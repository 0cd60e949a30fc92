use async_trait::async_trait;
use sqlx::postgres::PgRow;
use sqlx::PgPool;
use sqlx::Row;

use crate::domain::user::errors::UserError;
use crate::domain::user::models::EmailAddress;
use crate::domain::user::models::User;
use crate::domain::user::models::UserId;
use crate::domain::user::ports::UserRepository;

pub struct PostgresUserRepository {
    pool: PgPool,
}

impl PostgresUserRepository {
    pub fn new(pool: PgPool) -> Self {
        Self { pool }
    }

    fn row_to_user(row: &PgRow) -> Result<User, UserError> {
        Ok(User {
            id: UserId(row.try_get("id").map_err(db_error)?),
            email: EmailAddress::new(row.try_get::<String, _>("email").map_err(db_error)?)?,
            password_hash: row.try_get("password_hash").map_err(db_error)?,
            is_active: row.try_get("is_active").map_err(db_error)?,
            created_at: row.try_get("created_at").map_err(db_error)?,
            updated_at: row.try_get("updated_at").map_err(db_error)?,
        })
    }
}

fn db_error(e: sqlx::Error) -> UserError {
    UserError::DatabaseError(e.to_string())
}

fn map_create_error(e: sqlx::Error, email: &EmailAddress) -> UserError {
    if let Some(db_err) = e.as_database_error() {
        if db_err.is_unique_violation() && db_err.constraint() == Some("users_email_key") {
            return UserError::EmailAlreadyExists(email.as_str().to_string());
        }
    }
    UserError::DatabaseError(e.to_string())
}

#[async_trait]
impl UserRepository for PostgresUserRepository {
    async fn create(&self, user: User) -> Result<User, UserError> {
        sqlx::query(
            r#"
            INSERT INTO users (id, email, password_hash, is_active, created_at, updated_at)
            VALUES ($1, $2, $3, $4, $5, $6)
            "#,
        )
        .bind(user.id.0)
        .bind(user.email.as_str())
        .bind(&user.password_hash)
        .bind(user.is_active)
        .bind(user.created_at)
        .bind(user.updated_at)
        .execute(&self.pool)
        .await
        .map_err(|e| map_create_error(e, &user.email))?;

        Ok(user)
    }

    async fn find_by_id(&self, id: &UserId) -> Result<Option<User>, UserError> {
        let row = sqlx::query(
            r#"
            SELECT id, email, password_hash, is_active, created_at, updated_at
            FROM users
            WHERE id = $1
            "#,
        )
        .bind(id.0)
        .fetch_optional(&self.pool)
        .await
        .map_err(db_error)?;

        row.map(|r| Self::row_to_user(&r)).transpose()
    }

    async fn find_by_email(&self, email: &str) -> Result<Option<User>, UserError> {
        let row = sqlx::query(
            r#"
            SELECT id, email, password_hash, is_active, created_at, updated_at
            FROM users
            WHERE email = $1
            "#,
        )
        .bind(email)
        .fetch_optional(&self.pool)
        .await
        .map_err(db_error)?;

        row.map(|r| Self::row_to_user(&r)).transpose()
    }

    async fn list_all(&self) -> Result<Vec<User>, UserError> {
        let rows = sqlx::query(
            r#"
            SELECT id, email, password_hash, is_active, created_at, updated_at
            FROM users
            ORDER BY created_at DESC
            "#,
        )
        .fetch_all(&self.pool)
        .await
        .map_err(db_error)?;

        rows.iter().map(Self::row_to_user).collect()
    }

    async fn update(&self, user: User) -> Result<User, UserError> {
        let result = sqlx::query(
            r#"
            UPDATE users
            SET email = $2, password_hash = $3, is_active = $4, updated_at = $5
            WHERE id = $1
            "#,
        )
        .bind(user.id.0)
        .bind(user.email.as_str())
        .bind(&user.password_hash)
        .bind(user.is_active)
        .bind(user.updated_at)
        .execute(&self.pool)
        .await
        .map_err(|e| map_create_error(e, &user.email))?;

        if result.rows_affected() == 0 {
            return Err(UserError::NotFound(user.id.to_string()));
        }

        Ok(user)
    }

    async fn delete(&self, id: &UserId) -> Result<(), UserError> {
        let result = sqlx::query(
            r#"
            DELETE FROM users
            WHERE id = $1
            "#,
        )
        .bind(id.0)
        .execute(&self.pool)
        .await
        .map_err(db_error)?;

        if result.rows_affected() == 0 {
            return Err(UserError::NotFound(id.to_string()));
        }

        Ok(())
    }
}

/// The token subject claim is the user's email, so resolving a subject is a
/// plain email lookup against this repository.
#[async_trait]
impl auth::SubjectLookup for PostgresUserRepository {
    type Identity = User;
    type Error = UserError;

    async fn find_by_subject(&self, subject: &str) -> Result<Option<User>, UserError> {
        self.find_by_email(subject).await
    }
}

--

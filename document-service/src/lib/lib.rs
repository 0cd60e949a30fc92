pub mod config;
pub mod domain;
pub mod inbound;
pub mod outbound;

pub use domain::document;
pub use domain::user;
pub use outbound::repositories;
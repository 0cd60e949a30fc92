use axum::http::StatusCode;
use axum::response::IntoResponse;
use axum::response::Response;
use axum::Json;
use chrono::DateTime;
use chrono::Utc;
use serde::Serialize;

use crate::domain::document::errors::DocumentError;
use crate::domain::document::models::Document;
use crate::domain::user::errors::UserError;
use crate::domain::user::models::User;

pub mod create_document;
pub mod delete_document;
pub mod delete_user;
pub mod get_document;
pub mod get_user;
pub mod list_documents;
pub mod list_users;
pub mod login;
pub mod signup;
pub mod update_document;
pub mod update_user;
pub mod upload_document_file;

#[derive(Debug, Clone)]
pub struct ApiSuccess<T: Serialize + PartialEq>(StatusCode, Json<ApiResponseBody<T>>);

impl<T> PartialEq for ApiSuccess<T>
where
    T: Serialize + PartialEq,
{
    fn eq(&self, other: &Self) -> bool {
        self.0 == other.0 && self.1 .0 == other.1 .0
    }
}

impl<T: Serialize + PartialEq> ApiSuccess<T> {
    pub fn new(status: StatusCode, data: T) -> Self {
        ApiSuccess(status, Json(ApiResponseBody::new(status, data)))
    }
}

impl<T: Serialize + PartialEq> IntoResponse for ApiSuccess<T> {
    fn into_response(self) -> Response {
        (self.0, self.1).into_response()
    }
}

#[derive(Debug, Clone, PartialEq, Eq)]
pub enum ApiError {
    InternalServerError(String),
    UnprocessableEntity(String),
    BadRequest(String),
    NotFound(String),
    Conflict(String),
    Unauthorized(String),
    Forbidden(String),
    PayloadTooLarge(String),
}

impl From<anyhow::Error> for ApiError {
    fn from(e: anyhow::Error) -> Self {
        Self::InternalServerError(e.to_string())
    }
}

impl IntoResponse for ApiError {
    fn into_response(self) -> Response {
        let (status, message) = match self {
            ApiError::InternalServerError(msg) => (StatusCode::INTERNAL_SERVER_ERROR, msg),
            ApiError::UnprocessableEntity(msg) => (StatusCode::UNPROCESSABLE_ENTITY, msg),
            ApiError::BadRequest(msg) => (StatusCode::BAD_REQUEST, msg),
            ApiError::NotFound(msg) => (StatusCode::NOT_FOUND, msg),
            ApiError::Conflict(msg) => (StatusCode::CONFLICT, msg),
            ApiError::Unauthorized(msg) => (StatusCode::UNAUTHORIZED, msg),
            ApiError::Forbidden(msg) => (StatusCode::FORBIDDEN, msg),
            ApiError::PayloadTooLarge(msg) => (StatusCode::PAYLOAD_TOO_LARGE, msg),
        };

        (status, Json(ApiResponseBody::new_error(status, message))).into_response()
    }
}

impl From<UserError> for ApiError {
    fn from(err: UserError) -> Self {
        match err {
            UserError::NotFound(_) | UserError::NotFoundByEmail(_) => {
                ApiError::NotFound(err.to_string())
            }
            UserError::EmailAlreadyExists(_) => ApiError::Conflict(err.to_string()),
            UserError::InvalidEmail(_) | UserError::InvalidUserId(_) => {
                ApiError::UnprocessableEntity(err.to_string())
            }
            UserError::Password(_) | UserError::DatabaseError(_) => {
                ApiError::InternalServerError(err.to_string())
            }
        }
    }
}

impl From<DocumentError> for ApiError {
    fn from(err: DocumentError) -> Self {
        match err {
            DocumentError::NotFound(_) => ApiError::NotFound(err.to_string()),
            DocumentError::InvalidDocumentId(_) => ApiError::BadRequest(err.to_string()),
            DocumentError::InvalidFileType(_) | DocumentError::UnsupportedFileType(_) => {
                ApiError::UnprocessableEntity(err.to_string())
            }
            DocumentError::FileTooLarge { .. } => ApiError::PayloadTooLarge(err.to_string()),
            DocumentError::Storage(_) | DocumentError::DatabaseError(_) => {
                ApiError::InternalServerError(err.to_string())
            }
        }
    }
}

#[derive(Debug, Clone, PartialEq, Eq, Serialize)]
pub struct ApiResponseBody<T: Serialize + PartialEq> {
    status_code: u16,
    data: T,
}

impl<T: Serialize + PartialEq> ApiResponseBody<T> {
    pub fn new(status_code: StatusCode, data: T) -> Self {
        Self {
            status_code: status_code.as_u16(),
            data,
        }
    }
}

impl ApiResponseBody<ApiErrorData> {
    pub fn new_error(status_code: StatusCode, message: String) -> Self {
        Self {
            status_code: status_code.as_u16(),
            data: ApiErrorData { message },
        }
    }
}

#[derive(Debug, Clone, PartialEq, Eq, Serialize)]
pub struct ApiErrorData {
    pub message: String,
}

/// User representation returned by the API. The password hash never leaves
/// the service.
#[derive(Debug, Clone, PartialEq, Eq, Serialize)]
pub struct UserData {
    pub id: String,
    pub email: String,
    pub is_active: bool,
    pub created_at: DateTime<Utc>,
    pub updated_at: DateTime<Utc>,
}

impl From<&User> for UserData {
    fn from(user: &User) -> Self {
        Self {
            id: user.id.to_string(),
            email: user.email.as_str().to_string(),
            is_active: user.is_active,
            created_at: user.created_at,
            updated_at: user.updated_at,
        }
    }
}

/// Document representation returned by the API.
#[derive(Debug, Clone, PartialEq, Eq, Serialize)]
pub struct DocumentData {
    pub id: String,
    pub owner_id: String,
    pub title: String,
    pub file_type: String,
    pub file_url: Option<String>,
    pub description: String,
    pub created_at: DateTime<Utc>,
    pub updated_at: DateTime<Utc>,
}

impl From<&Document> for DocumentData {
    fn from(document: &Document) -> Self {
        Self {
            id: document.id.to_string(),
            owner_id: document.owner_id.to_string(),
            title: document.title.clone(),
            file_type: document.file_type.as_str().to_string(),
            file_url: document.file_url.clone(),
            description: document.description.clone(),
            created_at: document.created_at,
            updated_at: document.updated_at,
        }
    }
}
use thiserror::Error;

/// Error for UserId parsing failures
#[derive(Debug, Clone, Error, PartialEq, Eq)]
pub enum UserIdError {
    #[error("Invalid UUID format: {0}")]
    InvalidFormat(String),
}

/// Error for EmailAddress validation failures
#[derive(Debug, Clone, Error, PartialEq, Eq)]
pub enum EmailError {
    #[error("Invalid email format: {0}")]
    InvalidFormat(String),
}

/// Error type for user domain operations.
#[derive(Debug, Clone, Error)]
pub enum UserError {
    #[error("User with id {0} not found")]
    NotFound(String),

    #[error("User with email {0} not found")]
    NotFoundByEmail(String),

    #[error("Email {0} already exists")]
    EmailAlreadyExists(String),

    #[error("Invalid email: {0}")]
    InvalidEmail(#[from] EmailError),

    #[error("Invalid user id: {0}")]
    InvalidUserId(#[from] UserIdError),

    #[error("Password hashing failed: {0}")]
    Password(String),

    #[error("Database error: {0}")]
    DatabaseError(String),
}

==

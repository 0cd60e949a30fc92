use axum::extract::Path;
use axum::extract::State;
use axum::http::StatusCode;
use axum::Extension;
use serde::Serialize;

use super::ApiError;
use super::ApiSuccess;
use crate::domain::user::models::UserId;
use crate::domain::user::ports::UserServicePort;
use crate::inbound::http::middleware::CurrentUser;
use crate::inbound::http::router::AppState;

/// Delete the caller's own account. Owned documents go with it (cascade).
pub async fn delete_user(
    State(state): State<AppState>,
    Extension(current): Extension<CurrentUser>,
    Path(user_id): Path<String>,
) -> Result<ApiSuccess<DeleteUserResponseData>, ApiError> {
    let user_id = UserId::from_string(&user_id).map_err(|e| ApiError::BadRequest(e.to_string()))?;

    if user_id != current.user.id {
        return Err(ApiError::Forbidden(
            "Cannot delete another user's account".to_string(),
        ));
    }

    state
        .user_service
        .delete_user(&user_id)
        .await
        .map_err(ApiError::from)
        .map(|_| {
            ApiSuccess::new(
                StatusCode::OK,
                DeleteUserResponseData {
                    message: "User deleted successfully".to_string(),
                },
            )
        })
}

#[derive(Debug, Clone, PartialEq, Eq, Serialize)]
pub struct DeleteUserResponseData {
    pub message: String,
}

_WHAT THE EXERCISE ASKS_
Each line above holding the string "Conflict" counts once; please report the total and nothing more.

_SOLUTION BELOW_
3